Although far from conclusive, an association between panic disorder and hypophosphatemia has been established in the laboratory setting. Thus, in baseline conditions, panic disorder patients show evidence of hyperventilation and have lower pCO2, bicarbonate and inorganic phosphate levels compared to healthy controls (Balon et al., 1988 and Kligler, 1999). Interestingly, among patients with panic disorder, low baseline phosphate levels can predict a panic attack subsequent to a lactate infusion, suggesting that low serum phosphate could be a state-marker of chronic hyperventilation (Gorman et al., 1986). Moreover, a case report with repeated measures from a panic disorder patient has shown an inverse correlation between phosphate levels and severity of panic symptoms (Roestel et al., 2004).
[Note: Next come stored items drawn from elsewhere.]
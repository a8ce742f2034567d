//! Device families.
//!
//! Each family implements [`InstrumentDriver`] for its own wire protocol. The
//! [`Driver`] enum holds whichever family is attached and delegates every trait
//! method to it, so the session never needs a trait object.
//!
//! # Families
//!
//! | Driver | Link | Protocol |
//! |---|---|---|
//! | [`KiSensor`] | serial | ASCII, CR terminated, `<NN>` error echo |
//! | [`SmCube`] | serial | ASCII, STX/ETX, ack/nak status |
//! | [`SpyderX`] | USB | binary, nonce + length + checksum |
//! | [`Simulated`] | none | scripted readings |

pub mod ki_sensor;
pub mod simulated;
pub mod sm_cube;
pub mod spyder_x;

pub use ki_sensor::KiSensor;
pub use simulated::{SimulationScript, Simulated};
pub use sm_cube::SmCube;
pub use spyder_x::SpyderX;

use crate::config::SessionSettings;
use crate::transport::{AsciiCodec, AsciiResponse, BinaryCodec, BinaryReply, Transport};
use async_trait::async_trait;
use colorcal_core::abort::AbortFlag;
use colorcal_core::calibration::{
    CalibrationCondition, CalibrationData, CalibrationPolicy, CalibrationRequirement,
    CalibrationStep, CalibrationType,
};
use colorcal_core::capabilities::{CapabilityBits, Mode, Operation};
use colorcal_core::data::{ConversionProfile, DeviceIdentity, InstrumentType, RawOutcome};
use colorcal_core::driver::{InstrumentDriver, StatusPoll, SwitchState};
use colorcal_core::error::{ColorError, ColorResult};
use colorcal_core::error_recovery::{retry_transient, RetryPolicy};
use colorcal_core::measurement::StabilizationConfig;
use std::sync::Arc;
use std::time::Duration;

/// Everything a driver needs to talk to its device.
#[derive(Debug, Clone)]
pub struct DriverContext {
    /// Shared link.
    pub transport: Transport,
    /// Timeout for one exchange.
    pub timeout: Duration,
    /// Retry policy for identification and calibration commands.
    pub retry: RetryPolicy,
    /// Session abort flag.
    pub abort: AbortFlag,
    /// How long the status poller waits for the link.
    pub poll_lock_timeout: Duration,
    /// Exchange timeout for status queries.
    pub status_timeout: Duration,
}

impl DriverContext {
    /// Context from session settings.
    pub fn new(transport: Transport, settings: &SessionSettings, abort: AbortFlag) -> Self {
        Self {
            transport,
            timeout: settings.transport.timeout(),
            retry: settings.transport.retry_policy(),
            abort,
            poll_lock_timeout: settings.poller.lock_timeout(),
            status_timeout: settings.poller.status_timeout(),
        }
    }

    /// One ASCII exchange, no retry.
    pub async fn ascii_once(&self, codec: &AsciiCodec, command: &str) -> ColorResult<AsciiResponse> {
        Ok(self.transport.ascii(codec, command, self.timeout).await?)
    }

    /// ASCII exchange retried on transient failures.
    pub async fn ascii(&self, codec: &AsciiCodec, command: &str) -> ColorResult<AsciiResponse> {
        retry_transient(&self.retry, &self.abort, command, move || {
            self.ascii_once(codec, command)
        })
        .await
    }

    /// One binary exchange, no retry.
    pub async fn binary_once(
        &self,
        codec: &BinaryCodec,
        opcode: u8,
        payload: &[u8],
    ) -> ColorResult<BinaryReply> {
        Ok(self
            .transport
            .binary(codec, opcode, payload, self.timeout)
            .await?)
    }

    /// Binary exchange retried on transient failures.
    pub async fn binary(
        &self,
        codec: &BinaryCodec,
        opcode: u8,
        payload: &[u8],
    ) -> ColorResult<BinaryReply> {
        let label = format!("opcode {opcode:#04x}");
        retry_transient(&self.retry, &self.abort, &label, move || {
            self.binary_once(codec, opcode, payload)
        })
        .await
    }
}

/// Parse whitespace- or comma-separated floats, expecting exactly `count`.
pub(crate) fn parse_floats(body: &str, count: usize, what: &str) -> ColorResult<Vec<f64>> {
    let values = body
        .split(|c: char| c == ',' || c.is_whitespace())
        .filter(|s| !s.is_empty())
        .map(str::parse::<f64>)
        .collect::<Result<Vec<_>, _>>()
        .map_err(|_| ColorError::Misread(format!("{what}: unparseable reply '{body}'")))?;
    if values.len() != count {
        return Err(ColorError::Misread(format!(
            "{what}: expected {count} values, got {} in '{body}'",
            values.len()
        )));
    }
    Ok(values)
}

/// Split nine row-major values into a 3×3 matrix.
pub(crate) fn matrix_rows(values: &[f64]) -> ColorResult<[Vec<f64>; 3]> {
    if values.len() != 9 {
        return Err(ColorError::Misread(format!(
            "matrix: expected 9 values, got {}",
            values.len()
        )));
    }
    Ok([
        values[0..3].to_vec(),
        values[3..6].to_vec(),
        values[6..9].to_vec(),
    ])
}

/// The attached device family.
#[derive(Debug)]
pub enum Driver {
    /// Serial ASCII colorimeter.
    KiSensor(KiSensor),
    /// Serial STX/ETX colorimeter with reflective head.
    SmCube(SmCube),
    /// USB binary colorimeter.
    SpyderX(SpyderX),
    /// Scripted device without I/O.
    Simulated(Simulated),
}

impl Driver {
    /// Construct the driver for `kind` over an open link.
    ///
    /// The simulated family ignores the link and runs the default script.
    pub fn open(kind: InstrumentType, ctx: DriverContext) -> ColorResult<Self> {
        Ok(match kind {
            InstrumentType::KiSensor => Driver::KiSensor(KiSensor::new(ctx)?),
            InstrumentType::SmCube => Driver::SmCube(SmCube::new(ctx)?),
            InstrumentType::SpyderX => Driver::SpyderX(SpyderX::new(ctx)?),
            InstrumentType::Simulated => {
                Driver::Simulated(Simulated::new(SimulationScript::default())?)
            }
        })
    }
}

macro_rules! dispatch {
    ($self:ident, $driver:ident => $body:expr) => {
        match $self {
            Driver::KiSensor($driver) => $body,
            Driver::SmCube($driver) => $body,
            Driver::SpyderX($driver) => $body,
            Driver::Simulated($driver) => $body,
        }
    };
}

#[async_trait]
impl InstrumentDriver for Driver {
    fn instrument_type(&self) -> InstrumentType {
        dispatch!(self, d => d.instrument_type())
    }

    fn capabilities(&self) -> CapabilityBits {
        dispatch!(self, d => d.capabilities())
    }

    fn implemented_operations(&self) -> &'static [Operation] {
        dispatch!(self, d => d.implemented_operations())
    }

    fn conversion(&self) -> &ConversionProfile {
        dispatch!(self, d => d.conversion())
    }

    fn stabilization(&self) -> StabilizationConfig {
        dispatch!(self, d => d.stabilization())
    }

    fn calibration_policy(&self, mode: Mode) -> CalibrationPolicy {
        dispatch!(self, d => d.calibration_policy(mode))
    }

    fn requirement_for(&self, kind: CalibrationType) -> CalibrationRequirement {
        dispatch!(self, d => d.requirement_for(kind))
    }

    fn calibration_timeout(&self, kind: CalibrationType) -> Option<Duration> {
        dispatch!(self, d => d.calibration_timeout(kind))
    }

    fn cache_timeout(&self) -> Option<Duration> {
        dispatch!(self, d => d.cache_timeout())
    }

    fn status_poll(&self) -> Option<Arc<dyn StatusPoll>> {
        dispatch!(self, d => d.status_poll())
    }

    fn restore(&mut self, data: &CalibrationData) {
        dispatch!(self, d => d.restore(data))
    }

    async fn identify(&mut self) -> ColorResult<DeviceIdentity> {
        dispatch!(self, d => d.identify().await)
    }

    async fn set_mode(&mut self, mode: Mode) -> ColorResult<()> {
        dispatch!(self, d => d.set_mode(mode).await)
    }

    async fn calibrate(
        &mut self,
        pending: CalibrationType,
        condition: CalibrationCondition,
        mode: Mode,
    ) -> ColorResult<CalibrationStep> {
        dispatch!(self, d => d.calibrate(pending, condition, mode).await)
    }

    async fn verify_condition(&mut self, condition: CalibrationCondition) -> ColorResult<bool> {
        dispatch!(self, d => d.verify_condition(condition).await)
    }

    async fn read_raw(&mut self, mode: Mode) -> ColorResult<RawOutcome> {
        dispatch!(self, d => d.read_raw(mode).await)
    }

    async fn read_temperature(&mut self) -> ColorResult<f64> {
        dispatch!(self, d => d.read_temperature().await)
    }

    async fn set_range(&mut self, range: u8) -> ColorResult<()> {
        dispatch!(self, d => d.set_range(range).await)
    }

    async fn poll_switch(&mut self) -> ColorResult<SwitchState> {
        dispatch!(self, d => d.poll_switch().await)
    }
}
#[async_trait]
impl InstrumentDriver for KiSensor {
    fn instrument_type(&self) -> InstrumentType {
        InstrumentType::KiSensor
    }

    fn capabilities(&self) -> CapabilityBits {
        CAPABILITIES
    }

    fn implemented_operations(&self) -> &'static [Operation] {
        OPERATIONS
    }

    fn conversion(&self) -> &ConversionProfile {
        &self.profile
    }

    fn calibration_policy(&self, mode: Mode) -> CalibrationPolicy {
        match mode {
            Mode::Emissive | Mode::Ambient => CalibrationPolicy {
                available: CalibrationType::DARK | CalibrationType::INTEGRATION_TIME,
                required: CalibrationType::DARK | CalibrationType::INTEGRATION_TIME,
            },
            _ => CalibrationPolicy::default(),
        }
    }

    fn requirement_for(&self, kind: CalibrationType) -> CalibrationRequirement {
        if kind == CalibrationType::INTEGRATION_TIME {
            CalibrationRequirement::new(kind, CalibrationCondition::PlaceOnDisplay)
        } else {
            default_requirement(kind)
        }
    }

    fn calibration_timeout(&self, kind: CalibrationType) -> Option<Duration> {
        kind.intersects(CalibrationType::DARK).then_some(BLACK_VALIDITY)
    }

    fn restore(&mut self, data: &CalibrationData) {
        if let Some(seconds) = data.integration_time.filter(|s| s.is_finite() && *s > 0.0) {
            self.integration_time = seconds.clamp(MIN_INTEGRATION_S, MAX_INTEGRATION_S);
        }
    }

    fn cache_timeout(&self) -> Option<Duration> {
        Some(BLACK_VALIDITY)
    }

    async fn identify(&mut self) -> ColorResult<DeviceIdentity> {
        let version = self.query("V").await?;
        let mut parts = version.split_whitespace();
        let model = parts
            .next()
            .filter(|m| m.starts_with("KS-"))
            .ok_or_else(|| ColorError::UnknownModel {
                reply: version.clone(),
            })?
            .to_string();
        let firmware = parts
            .next()
            .map(|f| f.trim_start_matches(['V', 'v']).to_string())
            .unwrap_or_default();
        let serial = self.query("S").await?;

        let matrix = matrix_rows(&parse_floats(&self.query("M").await?, 9, "matrix")?)?;
        let coefficients = parse_floats(&self.query("K").await?, 3, "coefficients")?;
        self.profile = ConversionProfile {
            matrix,
            gains: GAINS.to_vec(),
            temperature_coefficients: coefficients,
            base_id: model.clone(),
        };

        tracing::info!(target: "colorcal::probe", %model, %firmware, %serial, "KiSensor identified");
        Ok(DeviceIdentity {
            model,
            firmware,
            serial,
        })
    }

    async fn set_mode(&mut self, mode: Mode) -> ColorResult<()> {
        let command = match mode {
            Mode::Emissive => "ME",
            Mode::Ambient => "MA",
            _ => return Err(ColorError::unsupported(Operation::SetMode)),
        };
        self.query(command).await?;
        Ok(())
    }

    async fn calibrate(
        &mut self,
        pending: CalibrationType,
        condition: CalibrationCondition,
        _mode: Mode,
    ) -> ColorResult<CalibrationStep> {
        if pending.contains(CalibrationType::DARK) {
            if condition != CalibrationCondition::CoverSensor {
                return Ok(CalibrationStep::NeedsSetup(
                    self.requirement_for(CalibrationType::DARK),
                ));
            }
            let short = self.dark_point(DARK_SHORT_S).await?;
            let long = self.dark_point(DARK_LONG_S).await?;
            let temperature = self.read_temperature().await?;
            tracing::info!(
                target: "colorcal::calibration",
                short = ?short.offsets,
                long = ?long.offsets,
                temperature,
                "KiSensor black level measured"
            );
            return Ok(CalibrationStep::Completed {
                cleared: CalibrationType::DARK,
                update: CalibrationUpdate {
                    black: Some(BlackLevel::pair(short, long)),
                    temperature: Some(temperature),
                    ..Default::default()
                },
            });
        }

        if pending.contains(CalibrationType::INTEGRATION_TIME) {
            if condition == CalibrationCondition::CoverSensor {
                return Ok(CalibrationStep::NeedsSetup(
                    self.requirement_for(CalibrationType::INTEGRATION_TIME),
                ));
            }
            let probe_time = DARK_SHORT_S;
            let chosen = match self.integrate(probe_time).await? {
                RawOutcome::OutOfRange(RangeOverflow {
                    direction: RangeDirection::TooBright,
                    ..
                }) => MIN_INTEGRATION_S,
                RawOutcome::OutOfRange(_) => MAX_INTEGRATION_S,
                RawOutcome::Sample(sample) => {
                    let peak = sample.channels.iter().copied().fold(0.0_f64, f64::max);
                    if peak <= 0.0 {
                        MAX_INTEGRATION_S
                    } else {
                        (probe_time * TARGET_COUNTS / peak).clamp(MIN_INTEGRATION_S, MAX_INTEGRATION_S)
                    }
                }
            };
            self.integration_time = chosen;
            tracing::debug!(target: "colorcal::calibration", integration_time = chosen, "KiSensor integration time selected");
            return Ok(CalibrationStep::Completed {
                cleared: CalibrationType::INTEGRATION_TIME,
                update: CalibrationUpdate {
                    integration_time: Some(chosen),
                    ..Default::default()
                },
            });
        }

        Err(ColorError::Internal(format!(
            "ki_sensor cannot perform {} calibration",
            pending.label()
        )))
    }

    async fn verify_condition(&mut self, condition: CalibrationCondition) -> ColorResult<bool> {
        let wants_dark = match condition {
            CalibrationCondition::CoverSensor => true,
            CalibrationCondition::PlaceOnDisplay => false,
            _ => return Ok(false),
        };
        let dark = match self.integrate(DARK_SHORT_S).await {
            Ok(RawOutcome::OutOfRange(overflow)) => {
                overflow.direction == RangeDirection::TooDark
            }
            Ok(RawOutcome::Sample(sample)) => {
                sample.channels.iter().all(|c| *c < COVERED_COUNTS)
            }
            Err(err) if err.is_transient() => return Ok(false),
            Err(err) => return Err(err),
        };
        Ok(dark == wants_dark)
    }

    async fn read_raw(&mut self, _mode: Mode) -> ColorResult<RawOutcome> {
        self.integrate(self.integration_time).await
    }

    async fn read_temperature(&mut self) -> ColorResult<f64> {
        let body = self.query("T").await?;
        Ok(parse_floats(&body, 1, "temperature")?[0])
    }

    async fn set_range(&mut self, range: u8) -> ColorResult<()> {
        if usize::from(range) >= GAINS.len() {
            return Err(ColorError::Configuration(format!(
                "ki_sensor range must be 0..={}, got {range}",
                GAINS.len() - 1
            )));
        }
        self.query(&format!("A{range}")).await?;
        self.range = range;
        Ok(())
    }
}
Although hypophosphatemia is not considered classically as a sign of clinical panic disorder (Roestel et al., 2004), a recent meta-analysis support the hypothesis that panic disorder patients show hyperventilation at baseline associated with lower pCO2, bicarbonate and phosphate levels (Grassi et al., 2013). Therefore, serum phosphate might be considered as a state-marker of chronic hyperventilation and indirectly of state-anxiety associated with panic disorder. Despite easy access to this laboratory measure in routine clinical practice, little attention has been paid to its potential usefulness for the assessment of the clinical condition of panic disorder patients.
The aim of the present study was to verify the feasibility of serum phosphate levels as a state marker for panic disorder, comparing a series of panic disorder patients, before and after effective treatment, with a healthy volunteer comparison group.